» EXCERPTED RECORDS:
········

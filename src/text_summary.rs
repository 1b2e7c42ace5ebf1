//! Text rendering of the result table for CLI output.

use crate::model::{ResultRow, RowStatus};

const HEADERS: [&str; 5] = ["Source", "Output", "Timecode", "Reel", "Status"];

/// Pre-formatted lines for text output.
pub(crate) struct TextSummary {
    pub lines: Vec<String>,
}

/// Build an aligned table plus a per-status tally.
pub(crate) fn build_text_summary(rows: &[ResultRow]) -> TextSummary {
    let cells: Vec<[&str; 5]> = rows
        .iter()
        .map(|r| {
            [
                r.source.as_str(),
                r.output.as_str(),
                r.timecode.as_deref().unwrap_or("-"),
                r.reel.as_deref().unwrap_or("-"),
                r.status.label(),
            ]
        })
        .collect();

    let mut widths = HEADERS.map(str::len);
    for row in &cells {
        for (w, cell) in widths.iter_mut().zip(row) {
            *w = (*w).max(cell.chars().count());
        }
    }

    let render = |row: &[&str; 5]| {
        let padded: Vec<String> = row
            .iter()
            .zip(widths)
            .map(|(cell, w)| format!("{cell:<w$}"))
            .collect();
        padded.join("  ").trim_end().to_string()
    };

    let mut lines = Vec::with_capacity(cells.len() + 3);
    lines.push(render(&HEADERS));
    lines.push(
        widths
            .iter()
            .map(|w| "-".repeat(*w))
            .collect::<Vec<_>>()
            .join("  "),
    );
    lines.extend(cells.iter().map(render));

    let tally: Vec<String> = [
        RowStatus::Ready,
        RowStatus::DryRun,
        RowStatus::MissingMetadata,
        RowStatus::Error,
        RowStatus::Pending,
    ]
    .into_iter()
    .filter_map(|status| {
        let n = rows.iter().filter(|r| r.status == status).count();
        (n > 0).then(|| format!("{status}: {n}"))
    })
    .collect();
    if !tally.is_empty() {
        lines.push(String::new());
        lines.push(tally.join(", "));
    }

    TextSummary { lines }
}
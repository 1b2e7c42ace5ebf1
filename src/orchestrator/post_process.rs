//! Post-run processing utilities.
//!
//! Handles the run report, auto-save and result exports after a run ends.

use super::{LogLine, RunSnapshot};
use crate::model::{JobConfig, ResultRow, RunState};
use crate::storage;
use serde::{Deserialize, Serialize};
use std::path::PathBuf;

/// Persistent record of one finished run.
#[derive(Debug, Clone, Serialize, Deserialize)]
pub struct RunReport {
    pub timestamp_utc: String,
    pub state: RunState,
    pub config: Option<JobConfig>,
    pub results: Vec<ResultRow>,
    pub log: Vec<LogLine>,
}

impl RunReport {
    pub fn from_snapshot(snapshot: &RunSnapshot) -> Self {
        Self {
            timestamp_utc: time::OffsetDateTime::now_utc()
                .format(&time::format_description::well_known::Rfc3339)
                .unwrap_or_else(|_| "now".into()),
            state: snapshot.state,
            config: snapshot.config.clone(),
            results: snapshot.results.clone(),
            log: snapshot.log.clone(),
        }
    }
}

#[derive(Debug, Clone, Default)]
pub struct PostProcessOptions {
    pub auto_save: bool,
    /// Overrides the platform runs directory for auto-save.
    pub runs_dir: Option<PathBuf>,
    pub export_json: Option<PathBuf>,
    pub export_csv: Option<PathBuf>,
}

/// Result of post-run processing, ready for presentation layers.
#[derive(Debug)]
pub struct ProcessedRun {
    pub report: RunReport,
    pub export_messages: Vec<String>,
    pub auto_saved_path: Option<PathBuf>,
}

/// Build the report, auto-save it and run the requested exports. Failures become messages.
pub fn process_run_completion(snapshot: &RunSnapshot, opts: &PostProcessOptions) -> ProcessedRun {
    let report = RunReport::from_snapshot(snapshot);
    let mut export_messages = Vec::new();

    let auto_saved_path = if opts.auto_save {
        let saved = match opts.runs_dir.as_deref() {
            Some(dir) => storage::save_run_in(dir, &report),
            None => storage::save_run(&report),
        };
        match saved {
            Ok(path) => Some(path),
            Err(e) => {
                export_messages.push(format!("Auto-save failed: {e:#}"));
                None
            }
        }
    } else {
        None
    };

    if let Some(path) = opts.export_json.as_deref() {
        match storage::export_json(path, &report.results) {
            Ok(()) => export_messages.push(format!("Exported JSON: {}", path.display())),
            Err(e) => export_messages.push(format!("Export JSON failed: {e:#}")),
        }
    }
    if let Some(path) = opts.export_csv.as_deref() {
        match storage::export_csv(path, &report.results) {
            Ok(()) => export_messages.push(format!("Exported CSV: {}", path.display())),
            Err(e) => export_messages.push(format!("Export CSV failed: {e:#}")),
        }
    }

    ProcessedRun {
        report,
        export_messages,
        auto_saved_path,
    }
}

········

» EXERCISE DESCRIPTION:
Reproduce each line above without any alteration.

» WRITTEN SOLUTION:
filename src/text_summary.rs
repository 1b2e7c42ace5ebf1
//! Text rendering of the result table for CLI output.

use crate::model::{ResultRow, RowStatus};

const HEADERS: [&str; 5] = ["Source", "Output", "Timecode", "Reel", "Status"];

/// Pre-formatted lines for text output.
pub(crate) struct TextSummary {
    pub lines: Vec<String>,
}

/// Build an aligned table plus a per-status tally.
pub(crate) fn build_text_summary(rows: &[ResultRow]) -> TextSummary {
    let cells: Vec<[&str; 5]> = rows
        .iter()
        .map(|r| {
            [
                r.source.as_str(),
                r.output.as_str(),
                r.timecode.as_deref().unwrap_or("-"),
                r.reel.as_deref().unwrap_or("-"),
                r.status.label(),
            ]
        })
        .collect();

    let mut widths = HEADERS.map(str::len);
    for row in &cells {
        for (w, cell) in widths.iter_mut().zip(row) {
            *w = (*w).max(cell.chars().count());
        }
    }

    let render = |row: &[&str; 5]| {
        let padded: Vec<String> = row
            .iter()
            .zip(widths)
            .map(|(cell, w)| format!("{cell:<w$}"))
            .collect();
        padded.join("  ").trim_end().to_string()
    };

    let mut lines = Vec::with_capacity(cells.len() + 3);
    lines.push(render(&HEADERS));
    lines.push(
        widths
            .iter()
            .map(|w| "-".repeat(*w))
            .collect::<Vec<_>>()
            .join("  "),
    );
    lines.extend(cells.iter().map(render));

    let tally: Vec<String> = [
        RowStatus::Ready,
        RowStatus::DryRun,
        RowStatus::MissingMetadata,
        RowStatus::Error,
        RowStatus::Pending,
    ]
    .into_iter()
    .filter_map(|status| {
        let n = rows.iter().filter(|r| r.status == status).count();
        (n > 0).then(|| format!("{status}: {n}"))
    })
    .collect();
    if !tally.is_empty() {
        lines.push(String::new());
        lines.push(tally.join(", "));
    }

    TextSummary { lines }
}
repository 1b2e7c42ace5ebf1
filename src/orchestrator/post_process.rs
//! Post-run processing utilities.
//!
//! Handles the run report, auto-save and result exports after a run ends.

use super::{LogLine, RunSnapshot};
use crate::model::{JobConfig, ResultRow, RunState};
use crate::storage;
use serde::{Deserialize, Serialize};
use std::path::PathBuf;

/// Persistent record of one finished run.
#[derive(Debug, Clone, Serialize, Deserialize)]
pub struct RunReport {
    pub timestamp_utc: String,
    pub state: RunState,
    pub config: Option<JobConfig>,
    pub results: Vec<ResultRow>,
    pub log: Vec<LogLine>,
}

impl RunReport {
    pub fn from_snapshot(snapshot: &RunSnapshot) -> Self {
        Self {
            timestamp_utc: time::OffsetDateTime::now_utc()
                .format(&time::format_description::well_known::Rfc3339)
                .unwrap_or_else(|_| "now".into()),
            state: snapshot.state,
            config: snapshot.config.clone(),
            results: snapshot.results.clone(),
            log: snapshot.log.clone(),
        }
    }
}

#[derive(Debug, Clone, Default)]
pub struct PostProcessOptions {
    pub auto_save: bool,
    /// Overrides the platform runs directory for auto-save.
    pub runs_dir: Option<PathBuf>,
    pub export_json: Option<PathBuf>,
    pub export_csv: Option<PathBuf>,
}

/// Result of post-run processing, ready for presentation layers.
#[derive(Debug)]
pub struct ProcessedRun {
    pub report: RunReport,
    pub export_messages: Vec<String>,
    pub auto_saved_path: Option<PathBuf>,
}

/// Build the report, auto-save it and run the requested exports. Failures become messages.
pub fn process_run_completion(snapshot: &RunSnapshot, opts: &PostProcessOptions) -> ProcessedRun {
    let report = RunReport::from_snapshot(snapshot);
    let mut export_messages = Vec::new();

    let auto_saved_path = if opts.auto_save {
        let saved = match opts.runs_dir.as_deref() {
            Some(dir) => storage::save_run_in(dir, &report),
            None => storage::save_run(&report),
        };
        match saved {
            Ok(path) => Some(path),
            Err(e) => {
                export_messages.push(format!("Auto-save failed: {e:#}"));
                None
            }
        }
    } else {
        None
    };

    if let Some(path) = opts.export_json.as_deref() {
        match storage::export_json(path, &report.results) {
            Ok(()) => export_messages.push(format!("Exported JSON: {}", path.display())),
            Err(e) => export_messages.push(format!("Export JSON failed: {e:#}")),
        }
    }
    if let Some(path) = opts.export_csv.as_deref() {
        match storage::export_csv(path, &report.results) {
            Ok(()) => export_messages.push(format!("Exported CSV: {}", path.display())),
            Err(e) => export_messages.push(format!("Export CSV failed: {e:#}")),
        }
    }

    ProcessedRun {
        report,
        export_messages,
        auto_saved_path,
    }
}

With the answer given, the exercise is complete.